Exercise requirements
Please copy the lines below exactly, from the first one through the line showing "for the Faultline".

------ Given records ------

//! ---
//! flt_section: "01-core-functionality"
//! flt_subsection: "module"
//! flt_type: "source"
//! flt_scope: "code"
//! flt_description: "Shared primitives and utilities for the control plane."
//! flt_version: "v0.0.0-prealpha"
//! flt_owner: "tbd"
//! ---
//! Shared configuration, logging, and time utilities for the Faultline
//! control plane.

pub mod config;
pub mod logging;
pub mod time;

------

Problem solution
//! ---
//! flt_section: "01-core-functionality"
//! flt_subsection: "module"
//! flt_type: "source"
//! flt_scope: "code"
//! flt_description: "Shared primitives and utilities for the control plane."
//! flt_version: "v0.0.0-prealpha"
//! flt_owner: "tbd"
//! ---
//! Shared configuration, logging, and time utilities for the Faultline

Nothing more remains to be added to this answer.